Ford Nationwide Employee Pricing - America’s 250th Anniversary


Everything F-150 and bigger is aluminum and with a bedliner which most people have the bed thing is a non-issue.

I have had an aluminum truck for four years now I and love it.
I tossed a bag of stone in mine (like landscape stone you get from lowes...50lb or whatever) and it punched a pinhole in the floor. Then had a junk dryer put a dent in the wheelwell.

Granted i dont have a liner....but still. I did get a rubber mat. I do wanna get a spray in at some point.

Other then that i like it though.
 
I tossed a bag of stone in mine (like landscape stone you get from lowes...50lb or whatever) and it punched a pinhole in the floor. Then had a junk dryer put a dent in the wheelwell.

Granted i dont have a liner....but still. I did get a rubber mat. I do wanna get a spray in at some point.

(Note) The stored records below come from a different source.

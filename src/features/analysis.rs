//! Per-class waveform analysis
//!
//! Owns one wave class's buffer together with every sequence derived from
//! it. Each stage can be run and inspected on its own.

use log::{debug, warn};
use serde::Serialize;

use super::difference::{first_difference, second_difference};
use super::peaks::{check_geometry, DetectionMethod, Peak, PeakDetector};
use super::refine::{PeakRefiner, RefinedPeak};
use super::smoothing::smooth_second_difference;
use crate::error::{FullwaveError, Result};
use crate::waveform::{SegmentedSequence, WaveClass, WaveformBuffer};

/// Peaks of one pulse
#[derive(Debug, Clone, PartialEq, Serialize)]
pub struct PulsePeaks {
    /// Pulse index
    pub pulse: u64,
    /// Peaks in ascending location order
    pub peaks: Vec<Peak>,
}

/// Outcome of refining every detected peak
#[derive(Debug, Clone, Default, PartialEq, Serialize)]
pub struct Refinement {
    /// Successfully refined peaks, in detection order
    pub peaks: Vec<RefinedPeak>,
    /// Locations whose fit did not converge
    pub failed: Vec<usize>,
}

/// Buffer plus derived sequences for one wave class
#[derive(Debug, Clone)]
pub struct WaveformAnalysis {
    buffer: WaveformBuffer,
    first_difference: SegmentedSequence<i32>,
    second_difference: SegmentedSequence<i32>,
    smooth_second_difference: SegmentedSequence<i32>,
    peaks: Vec<Peak>,
}

impl WaveformAnalysis {
    /// Create an empty analysis for a wave class
    pub fn new(class: WaveClass) -> Self {
        Self {
            buffer: WaveformBuffer::new(class),
            first_difference: SegmentedSequence::new(),
            second_difference: SegmentedSequence::new(),
            smooth_second_difference: SegmentedSequence::new(),
            peaks: Vec::new(),
        }
    }

    /// Append one pulse (see [`WaveformBuffer::populate`])
    pub fn populate<I>(&mut self, raw_samples: I, max_count: usize, pulse_index: u64) -> Result<()>
    where
        I: IntoIterator<Item = i32>,
    {
        self.buffer.populate(raw_samples, max_count, pulse_index)
    }

    /// Append one pulse with sample times (see [`WaveformBuffer::populate_timed`])
    pub fn populate_timed<I>(
        &mut self,
        timed_samples: I,
        max_count: usize,
        pulse_index: u64,
    ) -> Result<()>
    where
        I: IntoIterator<Item = (f64, i32)>,
    {
        self.buffer.populate_timed(timed_samples, max_count, pulse_index)
    }

    /// Compute the first difference of the buffered wave
    pub fn calculate_first_difference(&mut self) -> &SegmentedSequence<i32> {
        self.first_difference = first_difference(self.buffer.wave());
        debug!(
            "[DIFF] {} first difference: {} values",
            self.class(),
            self.first_difference.len()
        );
        &self.first_difference
    }

    /// Compute the second difference of the buffered wave
    pub fn calculate_second_difference(&mut self) -> &SegmentedSequence<i32> {
        self.second_difference = second_difference(self.buffer.wave());
        debug!(
            "[DIFF] {} second difference: {} values",
            self.class(),
            self.second_difference.len()
        );
        &self.second_difference
    }

    /// Median-smooth the second difference, computing it first if needed
    pub fn calculate_smooth_second_difference(&mut self) -> &SegmentedSequence<i32> {
        if self.second_difference.num_segments() != self.buffer.wave().num_segments() {
            self.calculate_second_difference();
        }
        self.smooth_second_difference = smooth_second_difference(&self.second_difference);
        &self.smooth_second_difference
    }

    /// Detect peaks using the cached derived sequences
    ///
    /// Any derived sequence the method needs that is missing or stale is
    /// computed first.
    ///
    /// # Errors
    /// Returns `SegmentLengthMismatch` if the buffer's segments are not
    /// `max_count` samples long.
    pub fn find_peaks(&mut self, detector: &PeakDetector, max_count: usize) -> Result<&[Peak]> {
        check_geometry(self.buffer.wave(), max_count)?;

        let segments = self.buffer.wave().num_segments();
        self.peaks = match detector.method {
            DetectionMethod::CurvatureRegion => {
                if self.smooth_second_difference.num_segments() != segments {
                    self.calculate_smooth_second_difference();
                }
                detector.scan_curvature(self.buffer.wave(), &self.smooth_second_difference)
            }
            DetectionMethod::FirstDifference => {
                if self.first_difference.num_segments() != segments {
                    self.calculate_first_difference();
                }
                detector.scan_first_difference(self.buffer.wave(), &self.first_difference)
            }
        };

        debug!(
            "[PEAKS] {} wave: {} peaks via {}",
            self.class(),
            self.peaks.len(),
            detector.method.name()
        );
        Ok(&self.peaks)
    }

    /// Run every stage: differences, smoothing and peak detection
    pub fn analyze(&mut self, detector: &PeakDetector) -> Result<&[Peak]> {
        if self.buffer.is_empty() {
            warn!("[PEAKS] {} wave is empty, nothing to analyze", self.class());
        }
        let max_count = self.buffer.max_count().unwrap_or_default();

        self.calculate_first_difference();
        self.calculate_second_difference();
        self.calculate_smooth_second_difference();
        self.find_peaks(detector, max_count)
    }

    /// Refine every detected peak
    ///
    /// Fits that do not converge are logged and recorded in
    /// [`Refinement::failed`]; any other error aborts.
    pub fn refine_peaks(&self, refiner: &dyn PeakRefiner) -> Result<Refinement> {
        let mut refinement = Refinement::default();

        for peak in &self.peaks {
            match refiner.refine(peak, self.buffer.wave(), self.buffer.times()) {
                Ok(refined) => refinement.peaks.push(refined),
                Err(FullwaveError::FitDidNotConverge {
                    location,
                    iterations,
                }) => {
                    warn!(
                        "[REFINE] {} fit at {} gave up after {} iterations",
                        refiner.name(),
                        location,
                        iterations
                    );
                    refinement.failed.push(location);
                }
                Err(e) => return Err(e),
            }
        }

        Ok(refinement)
    }

    /// Detected peaks grouped by pulse, skipping pulses without peaks
    pub fn peaks_by_pulse(&self) -> Vec<PulsePeaks> {
        let mut grouped: Vec<PulsePeaks> = Vec::new();

        for peak in &self.peaks {
            let Some(pulse) = self.buffer.pulse_at(peak.location) else {
                continue;
            };
            match grouped.last_mut() {
                Some(last) if last.pulse == pulse => last.peaks.push(*peak),
                _ => grouped.push(PulsePeaks {
                    pulse,
                    peaks: vec![*peak],
                }),
            }
        }

        grouped
    }

    /// Wave class
    pub fn class(&self) -> WaveClass {
        self.buffer.class()
    }

    /// Underlying buffer
    pub fn buffer(&self) -> &WaveformBuffer {
        &self.buffer
    }

    /// Buffered amplitude sequence
    pub fn wave(&self) -> &SegmentedSequence<i32> {
        self.buffer.wave()
    }

    /// Last computed first difference
    pub fn first_difference(&self) -> &SegmentedSequence<i32> {
        &self.first_difference
    }

    /// Last computed second difference
    pub fn second_difference(&self) -> &SegmentedSequence<i32> {
        &self.second_difference
    }

    /// Last computed smoothed second difference
    pub fn smooth_second_difference(&self) -> &SegmentedSequence<i32> {
        &self.smooth_second_difference
    }

    /// Last detected peaks
    pub fn peaks(&self) -> &[Peak] {
        &self.peaks
    }
}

Other then that i like it though.

My only gripe was how stuff rattled against the bed back there. I snagged a drop in of marketplace for cheap just so it didn't sound like things were rattling on the back window.
 
My only gripe was how stuff rattled against the bed back there. I snagged a drop in of marketplace for cheap just so it didn't sound like things were rattling on the back window.
My straps for my tonneu cover wack the header of the bed whenever i hit the brakes....took me a week to figure out wtf the noise was
 
If I was somehow forced to buy a new vehicle during this event, I would want something with a manual transmission. I haven't looked, but a bare bones stick shift Maverick would be interesting. I'm weird and I would still want rolley windows, key locks, and as I'm asking for 15" steel wheels they would kick me off the lot.
I thought the Maverick only came as a automatic?
 
Interest on NEW American made vehicles is also a tax write-off for the next 3 long ass years..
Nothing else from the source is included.